(Saved data entries)

use rand::rngs::StdRng;
use rand::{Rng, SeedableRng};

/// Per-session randomness source. Every session owns exactly one of these, so
/// no two simulations ever share generator state. Tests construct it from a
/// fixed seed to get reproducible runs.
#[derive(Debug)]
pub struct SimRng {
    inner: StdRng,
}

impl SimRng {
    pub fn from_entropy() -> Self {
        Self { inner: StdRng::from_entropy() }
    }

    pub fn seeded(seed: u64) -> Self {
        Self { inner: StdRng::seed_from_u64(seed) }
    }

    /// Uniform draw in [0, 1).
    pub fn uniform(&mut self) -> f64 {
        self.inner.gen::<f64>()
    }

    /// Uniform integer in [lo, hi).
    pub fn range_i32(&mut self, lo: i32, hi: i32) -> i32 {
        self.inner.gen_range(lo..hi)
    }

    /// Bernoulli trial: true with probability `p`.
    pub fn chance(&mut self, p: f64) -> bool {
        self.inner.gen::<f64>() < p
    }
}

#[cfg(test)]
mod tests {
    use super::*;

    #[test]
    fn test_uniform_in_unit_interval() {
        let mut rng = SimRng::seeded(7);
        for _ in 0..10_000 {
            let u = rng.uniform();
            assert!((0.0..1.0).contains(&u));
        }
    }

    #[test]
    fn test_range_bounds() {
        let mut rng = SimRng::seeded(7);
        for _ in 0..10_000 {
            let n = rng.range_i32(100, 500);
            assert!((100..500).contains(&n));
        }
    }

    #[test]
    fn test_seeded_is_reproducible() {
        let mut a = SimRng::seeded(42);
        let mut b = SimRng::seeded(42);
        for _ in 0..100 {
            assert_eq!(a.uniform(), b.uniform());
        }
    }
}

— Description of the task —
State how many lines of the records above contain "StdRng", with no words besides the number.

— Answer to the problem —
4